ストレスな奴ら その2

 事務所を訪うと白髪の柔和な紳士が待っていた。これがクレーマーだ。この人、3年ほど前から知っているのだが、どうにも偽善者臭が強いのではっきりいって敬遠していた。その辺りを向こうも感付いていたんだろうね。のっけからワシャを無視して部長と話をする。それはそれでいいのだが、時折、思いだしたようにワシャにむかって「君はだれなんだ?」ときく。敬遠していたって3年来面識があるんですよ。なんども打ち合わせや会議で一緒になっているし、挨拶だって欠かしたことがない。それでも「誰だ」と訊くから「ワルシャワです」と答えると、「そうか」と言って再び部長との話しに戻っていく。その後も30分おきに「君はだれだったっけ」と繰り返すものだから、3度目にはさすがに笑ってしまった。「もういいですよ」と答えると、件のオヤジの顔色が変わった。
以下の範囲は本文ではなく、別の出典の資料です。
use tracing::{debug, warn};

use crate::description::{parse_description, StructuredDescription};
use crate::error::{Error, Result};
use crate::models::{DateKey, Event, EventBuckets, EventKind, RawEvent, Role};

fn unescape_commas(value: Option<&str>) -> String {
    value.unwrap_or_default().replace("\\,", ",")
}

/// Builds the canonical [`Event`] for one calendar entry.
///
/// The start keeps only its date part. A role outside the known set, absent
/// included, is a feed defect and is reported rather than guessed at.
pub fn classify(raw: &RawEvent, description: &StructuredDescription) -> Result<Event> {
    let name = unescape_commas(raw.summary.as_deref());
    let start_value = unescape_commas(raw.start.as_deref());
    let date_part: String = start_value.chars().take(8).collect();

    let start = DateKey::parse(&date_part).ok_or_else(|| Error::InvalidStart {
        value: start_value.clone(),
        summary: name.clone(),
    })?;

    let role_value = description.field("role");
    let role = Role::parse(role_value).ok_or_else(|| Error::UnknownRole {
        role: role_value.to_string(),
        summary: name.clone(),
        start: start_value.clone(),
    })?;

    Ok(Event {
        start,
        name,
        location: unescape_commas(raw.location.as_deref()),
        role,
        kind: EventKind::from_text(description.field("type")),
    })
}

/// Classifies `raw` and appends the result to its role's bucket.
pub fn classify_into(
    buckets: &mut EventBuckets,
    raw: &RawEvent,
    description: &StructuredDescription,
) -> Result<()> {
    let event = classify(raw, description)?;
    buckets.push(event);
    Ok(())
}

/// Runs every raw event through the description decoder and classifier, in
/// feed order. Stops at the first defective event.
pub fn build_buckets(raw_events: &[RawEvent]) -> Result<EventBuckets> {
    let mut buckets = EventBuckets::new();

    for raw in raw_events {
        let description = parse_description(raw.description.as_deref());
        if description.is_malformed() {
            warn!(
                summary = raw.summary.as_deref().unwrap_or_default(),
                description = %description.to_json(),
                "Event description is not valid JSON"
            );
        }
        classify_into(&mut buckets, raw, &description)?;
    }

    debug!(events = buckets.len(), "Classified feed events");
    Ok(buckets)
}
//! Board rendering to an RGB image.

use crate::{rules, Adjacency, PaletteColor, Region, Rgb, SampleField};

pub const BORDER: Rgb = [0, 0, 0];
pub const UNPAINTED: Rgb = [80, 80, 80];
pub const SEED_MARKER: Rgb = [255, 255, 255];

impl PaletteColor {
    pub fn rgb(self) -> Rgb {
        match self {
            PaletteColor::Red => [255, 0, 0],
            PaletteColor::Green => [0, 255, 0],
            PaletteColor::Blue => [0, 0, 255],
            PaletteColor::Yellow => [255, 255, 0],
        }
    }
}

/// Blend halfway toward white to flag a conflicting region
fn highlight(color: Rgb) -> Rgb {
    color.map(|c| ((c as u16 + 255) / 2) as u8)
}

#[derive(Debug, Clone, Copy, Default)]
pub struct RenderOptions {
    /// Draw 4x4 markers on the seed points
    pub show_seeds: bool,
}

/// Fill color of each region: palette color, lightened when conflicting
fn region_fills(regions: &[Region], adjacency: &Adjacency) -> Vec<Rgb> {
    (0..regions.len())
        .map(|i| match regions[i].paint {
            Some(color) if rules::has_conflict(regions, adjacency, i) => highlight(color.rgb()),
            Some(color) => color.rgb(),
            None => UNPAINTED,
        })
        .collect()
}

/// Render the board: each sample cell is filled with its region's color, or
/// with the border color when it sits on a region boundary.
pub fn render_board(
    field: &SampleField,
    regions: &[Region],
    adjacency: &Adjacency,
    options: RenderOptions,
) -> image::RgbImage {
    let grid = &field.grid;
    let fills = region_fills(regions, adjacency);

    let mut cell_colors: Vec<Rgb> = Vec::with_capacity(grid.len());
    for row in 0..grid.rows {
        for col in 0..grid.cols {
            let color = if field.is_boundary(col, row) {
                BORDER
            } else {
                fills
                    .get(field.region_at(col, row))
                    .copied()
                    .unwrap_or(UNPAINTED)
            };
            cell_colors.push(color);
        }
    }

    let s = grid.cell_size;
    let mut image = image::RgbImage::from_fn(grid.bounds.width, grid.bounds.height, |x, y| {
        let idx = (y / s) as usize * grid.cols + (x / s) as usize;
        image::Rgb(cell_colors[idx])
    });

    if options.show_seeds {
        draw_seeds(&mut image, regions);
    }
    image
}

/// Draw 4x4 markers centered on each seed point
fn draw_seeds(image: &mut image::RgbImage, regions: &[Region]) {
    let (w, h) = (image.width() as i32, image.height() as i32);
    for region in regions {
        for dy in -2..2 {
            for dx in -2..2 {
                let px = region.seed.x + dx;
                let py = region.seed.y + dy;
                if px >= 0 && px < w && py >= 0 && py < h {
                    image.put_pixel(px as u32, py as u32, image::Rgb(SEED_MARKER));
                }
            }
        }
    }
}
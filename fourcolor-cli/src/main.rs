//! Four color puzzle CLI
//!
//! Paint a random Voronoi map with four colors so that no two bordering
//! regions share a color.
//!
//! ## Playing
//!
//!   fourcolor --difficulty easy
//!
//! Type `help` at the prompt for commands. Wins are appended to the hall of
//! fame file (`hall_of_fame.txt` by default).
//!
//! ## YAML config file
//!
//! ```yaml
//! width: 800
//! height: 600
//! difficulty: hard
//! tier_counts: [5, 70, 100]
//! seed: 42
//! ```
//!
//! Run with: `fourcolor --config game.yaml`. CLI args take precedence.
//!
//! ## Other modes
//!
//!   fourcolor --seed 7 -o board.png --show-seeds   # render one board
//!   fourcolor --benchmark --regions 100            # time adjacency derivation
//!
//! Press Ctrl+C during a benchmark to stop early and report what ran.
//! During a game it prints the hall of fame and exits.

use std::path::PathBuf;
use std::sync::atomic::{AtomicBool, Ordering};
use std::sync::Arc;
use std::time::{Duration, Instant, SystemTime, UNIX_EPOCH};

use clap::{Parser, ValueEnum};
use indicatif::{ProgressBar, ProgressStyle};

use fourcolor_core::{
    derive_adjacency, render_board, Adjacency, ComputeBackend, CpuBackend, Difficulty, Point,
    RegionSet, RenderOptions, SampleGrid, Session,
};

mod config;
mod hall_of_fame;
mod play;

use config::{load_spec, resolve, Overrides, Settings};
use hall_of_fame::HallOfFame;

#[derive(Debug, Clone, Copy, ValueEnum)]
enum DifficultyArg {
    Easy,
    Medium,
    Hard,
}

impl From<DifficultyArg> for Difficulty {
    fn from(arg: DifficultyArg) -> Self {
        match arg {
            DifficultyArg::Easy => Difficulty::Easy,
            DifficultyArg::Medium => Difficulty::Medium,
            DifficultyArg::Hard => Difficulty::Hard,
        }
    }
}

#[derive(Parser, Debug)]
#[command(name = "fourcolor")]
#[command(about = "Four color map puzzle on random Voronoi regions", long_about = None)]
struct Args {
    /// YAML config file
    #[arg(short, long)]
    config: Option<PathBuf>,

    /// Difficulty tier
    #[arg(short, long, value_enum)]
    difficulty: Option<DifficultyArg>,

    /// Region count for the chosen tier (clamped to capacity)
    #[arg(short = 'n', long)]
    regions: Option<usize>,

    /// Play area width in pixels
    #[arg(long)]
    width: Option<u32>,

    /// Play area height in pixels
    #[arg(long)]
    height: Option<u32>,

    /// Sampling cell size in pixels (smaller is finer and slower)
    #[arg(long)]
    cell_size: Option<u32>,

    /// Maximum number of regions any board may hold
    #[arg(long)]
    capacity: Option<usize>,

    /// Random seed for reproducibility (default: current time)
    #[arg(long)]
    seed: Option<u64>,

    /// Hall of fame file
    #[arg(long)]
    hall_of_fame: Option<PathBuf>,

    /// Classify with a linear scan instead of the spatial index
    #[arg(long)]
    linear: bool,

    /// Worker threads for sampling (0 = rayon default)
    #[arg(long, default_value = "0")]
    threads: usize,

    /// Render a single board to this PNG and exit
    #[arg(short, long)]
    output: Option<PathBuf>,

    /// Draw markers on region seed points
    #[arg(long)]
    show_seeds: bool,

    /// Time adjacency derivation for linear vs indexed classification
    #[arg(long)]
    benchmark: bool,

    /// Number of boards derived per backend in benchmark mode
    #[arg(long, default_value = "10")]
    bench_frames: usize,
}

impl Args {
    fn overrides(&self) -> Overrides {
        Overrides {
            width: self.width,
            height: self.height,
            cell_size: self.cell_size,
            capacity: self.capacity,
            difficulty: self.difficulty.map(Difficulty::from),
            regions: self.regions,
            seed: self.seed,
            hall_of_fame: self.hall_of_fame.clone(),
            show_seeds: self.show_seeds,
        }
    }

    fn backend(&self) -> CpuBackend {
        let mut backend = if self.linear {
            CpuBackend::new_linear()
        } else {
            CpuBackend::new()
        };
        backend.num_threads = self.threads;
        backend
    }
}

fn time_seed() -> u64 {
    SystemTime::now()
        .duration_since(UNIX_EPOCH)
        .map(|d| d.as_secs())
        .unwrap_or(0)
}

fn main() -> anyhow::Result<()> {
    env_logger::init();
    let args = Args::parse();

    let spec = args.config.as_deref().map(load_spec).transpose()?;
    let settings = resolve(spec.as_ref(), &args.overrides(), time_seed())?;
    let options = RenderOptions { show_seeds: settings.show_seeds };

    if args.benchmark {
        return run_benchmark(&settings, &args);
    }

    println!(
        "Board: {}x{} (cell size {}), {} difficulty, seed {}",
        settings.game.width,
        settings.game.height,
        settings.game.cell_size,
        settings.difficulty.name(),
        settings.seed,
    );
    let mut session = Session::new(
        settings.game.clone(),
        settings.difficulty,
        settings.seed,
        args.backend(),
    )?;

    // Single board mode: render and save as PNG
    if let Some(output) = &args.output {
        let image = render_board(session.field(), session.regions(), session.adjacency(), options);
        image.save(output)?;
        println!(
            "{} regions, {} borders. Output saved to: {:?}",
            session.regions().len(),
            session.adjacency().edge_count(),
            output
        );
        return Ok(());
    }

    // Ctrl+C still shows the standings before leaving
    {
        let hall = HallOfFame::new(&settings.hall_of_fame);
        ctrlc::set_handler(move || {
            println!();
            if let Err(e) = hall.print() {
                eprintln!("{:#}", e);
            }
            std::process::exit(130);
        })?;
    }

    let hall = HallOfFame::new(&settings.hall_of_fame);
    let stdin = std::io::stdin();
    if let play::Outcome::Won(elapsed) = play::run(&mut session, stdin.lock(), &hall, options)? {
        log::info!("{} board won in {:.2}s", session.difficulty().name(), elapsed.as_secs_f64());
    }
    hall.print()
}

/// Benchmark linear vs indexed classification
fn run_benchmark(settings: &Settings, args: &Args) -> anyhow::Result<()> {
    let interrupted = Arc::new(AtomicBool::new(false));
    {
        let interrupted = interrupted.clone();
        ctrlc::set_handler(move || {
            interrupted.store(true, Ordering::SeqCst);
        })?;
    }

    let game = &settings.game;
    let count = game.region_count(settings.difficulty);
    let grid = SampleGrid::new(game.bounds(), game.cell_size)?;
    let regions = RegionSet::random(count, game.capacity, grid.bounds, settings.seed)?;
    let seeds = regions.seeds();
    let num_frames = args.bench_frames;

    println!("\n=== Adjacency Benchmark ===");
    println!("Board: {}x{}, cell size {}", game.width, game.height, game.cell_size);
    println!("Sample cells: {} ({}x{})", grid.len(), grid.cols, grid.rows);
    println!("Regions: {}", seeds.len());
    println!("Boards: {}", num_frames);
    println!();

    let mut results: Vec<(&str, Duration, usize)> = Vec::new();
    let mut linear = CpuBackend::new_linear();
    linear.num_threads = args.threads;
    let mut indexed = CpuBackend::new();
    indexed.num_threads = args.threads;
    let mut edges = Vec::new();

    for (name, backend) in [("linear", &mut linear), ("indexed", &mut indexed)] {
        println!("Benchmarking {} scan...", name);
        let (elapsed, done, edge_count) =
            benchmark_backend(backend, &seeds, &grid, game.capacity, num_frames, &interrupted)?;
        edges.push(edge_count);
        if done == 0 {
            eprintln!("  {}: interrupted before any board completed", name);
            break;
        }
        println!(
            "  {}: {:?} total, {:.2} ms/board ({} borders)",
            name,
            elapsed,
            elapsed.as_secs_f64() * 1000.0 / done as f64,
            edge_count
        );
        results.push((name, elapsed / done as u32, done));
        if interrupted.load(Ordering::Relaxed) {
            eprintln!("Interrupted after {} of {} boards", done, num_frames);
            break;
        }
    }

    if let [(_, linear_avg, _), (_, indexed_avg, _)] = results.as_slice() {
        println!();
        println!("=== Summary ===");
        let speedup = linear_avg.as_secs_f64() / indexed_avg.as_secs_f64();
        if speedup > 1.0 {
            println!("Indexed is {:.2}x faster than linear", speedup);
        } else {
            println!("Linear is {:.2}x faster than indexed", 1.0 / speedup);
        }
        if edges[0] != edges[1] {
            eprintln!("Warning: backends disagree on border count ({} vs {})", edges[0], edges[1]);
        }
    }
    Ok(())
}

/// Benchmark a single backend. Returns total time, boards completed and the
/// border count of the last board.
fn benchmark_backend(
    backend: &mut dyn ComputeBackend,
    seeds: &[Point],
    grid: &SampleGrid,
    capacity: usize,
    num_frames: usize,
    interrupted: &AtomicBool,
) -> anyhow::Result<(Duration, usize, usize)> {
    let mut adjacency = Adjacency::with_capacity(capacity)?;

    // Warmup (thread pool spin-up, index allocation)
    derive_adjacency(backend, seeds, grid, &mut adjacency)?;

    let progress = ProgressBar::new(num_frames as u64);
    progress.set_style(
        ProgressStyle::default_bar()
            .template("{spinner:.green} [{elapsed_precise}] [{bar:40.cyan/blue}] {pos}/{len} ({eta})")?
            .progress_chars("#>-"),
    );

    let start = Instant::now();
    let mut done = 0;
    for _ in 0..num_frames {
        if interrupted.load(Ordering::Relaxed) {
            progress.abandon_with_message("Interrupted");
            break;
        }
        derive_adjacency(backend, seeds, grid, &mut adjacency)?;
        done += 1;
        progress.inc(1);
    }
    let elapsed = start.elapsed();
    if !interrupted.load(Ordering::Relaxed) {
        progress.finish_and_clear();
    }
    Ok((elapsed, done, adjacency.edge_count()))
}
//! Sampled Voronoi field and the backend trait that produces it.

use crate::classify::nearest_linear;
use crate::{FourColorError, Point, Result, SampleGrid};

/// Region index of every sample cell center
#[derive(Debug, Clone, PartialEq, Eq)]
pub struct SampleField {
    /// Region index for each sample cell (row-major order)
    pub cell_of: Vec<u32>,
    pub grid: SampleGrid,
}

impl SampleField {
    #[inline]
    pub fn region_at(&self, col: usize, row: usize) -> usize {
        self.cell_of[row * self.grid.cols + col] as usize
    }

    /// Region owning an in-plane pixel, via its sample cell
    pub fn region_at_pixel(&self, p: Point) -> Option<usize> {
        self.grid
            .cell_at(p)
            .map(|(col, row)| self.region_at(col, row))
    }

    /// True if the right or bottom neighbor cell belongs to another region.
    /// A missing neighbor never makes a border.
    pub fn is_boundary(&self, col: usize, row: usize) -> bool {
        let here = self.region_at(col, row);
        (self.grid.has_right(col) && self.region_at(col + 1, row) != here)
            || (self.grid.has_below(row) && self.region_at(col, row + 1) != here)
    }

    /// Sample cell count per region (zero for regions swallowed by duplicates)
    pub fn areas(&self, num_regions: usize) -> Vec<u32> {
        let mut areas = vec![0u32; num_regions];
        for &cell in &self.cell_of {
            if let Some(a) = areas.get_mut(cell as usize) {
                *a += 1;
            }
        }
        areas
    }
}

/// Trait for sampling backends
pub trait ComputeBackend {
    /// Classify the center of every cell of `grid` against `seeds`
    fn sample(&mut self, seeds: &[Point], grid: &SampleGrid) -> Result<SampleField>;
}

/// Whether the sample cell centered at `center` sits on a region border.
///
/// Compares against the right and bottom neighbor centers, each only when that
/// neighbor cell lies inside the plane.
pub fn is_boundary_cell(center: Point, grid: &SampleGrid, seeds: &[Point]) -> Result<bool> {
    if seeds.is_empty() {
        return Err(FourColorError::NoRegions);
    }
    let s = grid.cell_size as i64;
    let origin_x = center.x as i64 - s / 2;
    let origin_y = center.y as i64 - s / 2;
    let here = nearest_linear(center, seeds);

    if origin_x + s < grid.bounds.width as i64 {
        let right = Point::new(center.x + s as i32, center.y);
        if nearest_linear(right, seeds) != here {
            return Ok(true);
        }
    }
    if origin_y + s < grid.bounds.height as i64 {
        let below = Point::new(center.x, center.y + s as i32);
        if nearest_linear(below, seeds) != here {
            return Ok(true);
        }
    }
    Ok(false)
}

#[cfg(test)]
mod tests {
    use super::*;
    use crate::Bounds;

    /// Build a field sequentially with the linear scan
    fn reference_field(seeds: &[Point], grid: SampleGrid) -> SampleField {
        let mut cell_of = Vec::with_capacity(grid.len());
        for row in 0..grid.rows {
            for col in 0..grid.cols {
                cell_of.push(nearest_linear(grid.center(col, row), seeds) as u32);
            }
        }
        SampleField { cell_of, grid }
    }

    #[test]
    fn test_boundary_cell_matches_field() {
        let grid = SampleGrid::new(Bounds::new(60, 40), 4).unwrap();
        let seeds = [Point::new(10, 10), Point::new(45, 12), Point::new(30, 35)];
        let field = reference_field(&seeds, grid);

        let mut borders = 0;
        for row in 0..grid.rows {
            for col in 0..grid.cols {
                let expected = field.is_boundary(col, row);
                let actual = is_boundary_cell(grid.center(col, row), &grid, &seeds).unwrap();
                assert_eq!(expected, actual, "cell ({}, {})", col, row);
                borders += expected as usize;
            }
        }
        assert!(borders > 0);
    }

    #[test]
    fn test_single_region_has_no_border() {
        let grid = SampleGrid::new(Bounds::new(20, 20), 2).unwrap();
        let seeds = [Point::new(3, 3)];
        for row in 0..grid.rows {
            for col in 0..grid.cols {
                assert!(!is_boundary_cell(grid.center(col, row), &grid, &seeds).unwrap());
            }
        }
    }

    #[test]
    fn test_border_marks_left_side_of_split() {
        // vertical split at x = 50; only the cell left of it is a border
        let grid = SampleGrid::new(Bounds::new(100, 10), 10).unwrap();
        let seeds = [Point::new(25, 5), Point::new(75, 5)];
        let field = reference_field(&seeds, grid);
        assert!(field.is_boundary(4, 0));
        assert!(!field.is_boundary(5, 0));
        assert!(!field.is_boundary(9, 0));
    }

    #[test]
    fn test_areas_and_pixel_lookup() {
        let grid = SampleGrid::new(Bounds::new(100, 10), 10).unwrap();
        let seeds = [Point::new(25, 5), Point::new(75, 5), Point::new(75, 5)];
        let field = reference_field(&seeds, grid);
        assert_eq!(field.areas(3), vec![5, 5, 0]);
        assert_eq!(field.region_at_pixel(Point::new(12, 3)), Some(0));
        assert_eq!(field.region_at_pixel(Point::new(99, 9)), Some(1));
        assert_eq!(field.region_at_pixel(Point::new(100, 0)), None);
    }

    #[test]
    fn test_boundary_requires_regions() {
        let grid = SampleGrid::new(Bounds::new(10, 10), 2).unwrap();
        assert!(is_boundary_cell(Point::new(1, 1), &grid, &[]).is_err());
    }
}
おっと偽善の仮面がはがれるかな、と期待したのだが、さすがに敵もさるもの引っかくもの、色を硬い笑みで払拭すると「ワルシャワ君だったかな」と言い継いで誤魔化されてしまった。
 結局、部長の平身低頭が功を奏しクレーマーの理不尽な怒りは収まったが、このクレーマーとのいざこざはまだまだ続くのであった。